The problem
Only the lines below from the one containing "in world pixels" to the one containing "let mut rng" should be repeated, both included and unchanged.

Available records
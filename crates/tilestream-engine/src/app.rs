//! Headless driver loop.
//!
//! Plays a scripted walk through a [`WorldStreamer`] with no graphics
//! backend. Textures are plain counters and painting only tallies tile
//! kinds, which is enough to exercise every streaming path end to end.

use std::fmt::Write as _;
use std::fs;
use std::time::Instant;

use glam::Vec2;
use serde::Serialize;
use tracing::{debug, info};

use tilestream_common::{ChunkOrigin, TextureHandle, TilestreamError, TilestreamResult};
use tilestream_world::{
    Chunk, ChunkPainter, RenderTarget, TextureAllocator, TileGenerator, TileKind, TileSource,
    WorldStreamer, CHUNK_TILES,
};

use crate::config::{EngineConfig, WalkConfig};

/// Frames between direction changes while wandering.
const WANDER_INTERVAL: u32 = 30;

/// Texture allocator that hands out sequential handles.
#[derive(Debug, Default)]
pub struct HeadlessAllocator {
    next: u64,
    bytes: u64,
}

impl TextureAllocator for HeadlessAllocator {
    fn allocate(&mut self, width: u32, height: u32) -> TextureHandle {
        self.next += 1;
        // RGBA8
        self.bytes += u64::from(width) * u64::from(height) * 4;
        TextureHandle::new(self.next)
    }
}

/// Count of painted tiles per kind.
#[derive(Debug, Clone, Copy, Default, PartialEq, Eq, Serialize)]
pub struct TileHistogram {
    /// Water tiles
    pub water: u64,
    /// Dirt tiles
    pub dirt: u64,
    /// Grass tiles
    pub grass: u64,
    /// Indices outside the palette
    pub unknown: u64,
}

/// Painter that records what would have been drawn.
#[derive(Debug, Default)]
pub struct HeadlessPainter {
    painted: u64,
    histogram: TileHistogram,
}

impl ChunkPainter for HeadlessPainter {
    fn paint(&mut self, _target: &RenderTarget, chunk: &Chunk) {
        self.painted += 1;
        for &tile in chunk.tiles() {
            match TileKind::from_index(tile) {
                Some(TileKind::Water) => self.histogram.water += 1,
                Some(TileKind::Dirt) => self.histogram.dirt += 1,
                Some(TileKind::Grass) => self.histogram.grass += 1,
                None => self.histogram.unknown += 1,
            }
        }
    }
}

/// Summary of one driver run.
#[derive(Debug, Clone, Serialize)]
pub struct RunReport {
    /// Frames simulated
    pub frames: u64,
    /// Frames that changed the window
    pub streaming_frames: u64,
    /// Chunks generated, including the initial window
    pub generated: u64,
    /// Chunks disposed
    pub disposed: u64,
    /// Chunk the player ended in
    pub final_chunk: ChunkOrigin,
    /// Player position in world pixels
    pub world_position: [f64; 2],
    /// Render textures created up front
    pub textures_allocated: u64,
    /// Bytes those textures would occupy
    pub texture_bytes: u64,
    /// Chunks drawn into render targets
    pub chunks_painted: u64,
    /// Tiles painted, by kind
    pub tiles: TileHistogram,
    /// Wall-clock duration of the run
    pub elapsed_ms: u128,
}

/// Per-frame movement derived from the walk script.
fn frame_deltas(walk: &WalkConfig) -> impl Iterator<Item = Vec2> + '_ {
    let speed = walk.base_speed * walk.frame_time;

    let scripted = walk.legs.iter().flat_map(move |leg| {
        let multiplier = if leg.sprint {
            walk.sprint_multiplier
        } else {
            1.0
        };
        let delta = Vec2::new(leg.dx, leg.dy) * speed * multiplier;
        std::iter::repeat(delta).take(leg.frames as usize)
    });

    let mut rng = fastrand::Rng::with_seed(walk.random_seed);
    let mut direction = Vec2::ZERO;
    let wander = (0..walk.random_frames).map(move |frame| {
        if frame % WANDER_INTERVAL == 0 {
            direction = Vec2::new(
                f32::from(rng.i8(-1..=1)),
                f32::from(rng.i8(-1..=1)),
            );
        }
        direction * speed
    });

    scripted.chain(wander)
}

/// Runs the configured walk and returns its report.
pub fn run(config: &EngineConfig) -> TilestreamResult<RunReport> {
    let started = Instant::now();
    let origin = ChunkOrigin::from(config.origin);

    let mut allocator = HeadlessAllocator::default();
    let mut streamer = WorldStreamer::new(
        config.streamer.clone(),
        origin,
        &mut allocator,
        TileGenerator::new(config.streamer.generator.clone()),
        HeadlessPainter::default(),
    )?;

    let mut frames = 0u64;
    let mut streaming_frames = 0u64;
    let mut generated = streamer.arena().len() as u64;
    let mut disposed = 0u64;
    let mut last_chunk = streamer.current_chunk();

    for delta in frame_deltas(&config.walk) {
        let stats = streamer.advance(delta)?;
        frames += 1;

        if !stats.is_idle() {
            streaming_frames += 1;
            generated += stats.generated as u64;
            disposed += stats.disposed as u64;
        }

        let chunk = streamer.current_chunk();
        if chunk != last_chunk {
            debug!("Frame {frames}: entered chunk {chunk}");
            last_chunk = chunk;
        }
    }

    streamer.check_coverage()?;

    if config.print_map {
        println!("{}", render_map(&streamer));
    }

    let position = streamer.world_position();
    let report = RunReport {
        frames,
        streaming_frames,
        generated,
        disposed,
        final_chunk: streamer.current_chunk(),
        world_position: [position.x, position.y],
        textures_allocated: allocator.next,
        texture_bytes: allocator.bytes,
        chunks_painted: streamer.painter().painted,
        tiles: streamer.painter().histogram,
        elapsed_ms: started.elapsed().as_millis(),
    };

    info!(
        "Walked {} frames to chunk {}: {} generated, {} disposed",
        report.frames, report.final_chunk, report.generated, report.disposed
    );

    if let Some(path) = &config.report_path {
        let json = serde_json::to_string_pretty(&report)
            .map_err(|e| TilestreamError::Config(format!("report serialization failed: {e}")))?;
        fs::write(path, json)?;
        info!("Wrote run report to {}", path.display());
    }

    Ok(report)
}

/// Renders the window as text, one character per chunk.
///
/// Each chunk shows the kind of its centre tile; the player's chunk is `@`
/// and empty slots are `.`.
pub fn render_map<S: TileSource, P: ChunkPainter>(streamer: &WorldStreamer<S, P>) -> String {
    let size = streamer.manager().view_distance() as i32;
    let centre = CHUNK_TILES / 2;
    let mut out = String::new();

    let _ = writeln!(
        out,
        "chunk {} (view distance {size})",
        streamer.current_chunk()
    );
    for y in -size..=size {
        for x in -size..=size {
            let relative = ChunkOrigin::new(x, y);
            let symbol = if relative == ChunkOrigin::ZERO {
                '@'
            } else {
                streamer
                    .chunk_at(relative)
                    .and_then(|chunk| chunk.tile(centre, centre))
                    .and_then(TileKind::from_index)
                    .map_or('.', TileKind::symbol)
            };
            out.push(symbol);
        }
        out.push('\n');
    }
    out
}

Exercise output
    /// Player position in world pixels
    pub world_position: [f64; 2],
    /// Render textures created up front
    pub textures_allocated: u64,
    /// Bytes those textures would occupy
    pub texture_bytes: u64,
    /// Chunks drawn into render targets
    pub chunks_painted: u64,
    /// Tiles painted, by kind
    pub tiles: TileHistogram,
    /// Wall-clock duration of the run
    pub elapsed_ms: u128,
}

/// Per-frame movement derived from the walk script.
fn frame_deltas(walk: &WalkConfig) -> impl Iterator<Item = Vec2> + '_ {
    let speed = walk.base_speed * walk.frame_time;

    let scripted = walk.legs.iter().flat_map(move |leg| {
        let multiplier = if leg.sprint {
            walk.sprint_multiplier
        } else {
            1.0
        };
        let delta = Vec2::new(leg.dx, leg.dy) * speed * multiplier;
        std::iter::repeat(delta).take(leg.frames as usize)
    });

    let mut rng = fastrand::Rng::with_seed(walk.random_seed);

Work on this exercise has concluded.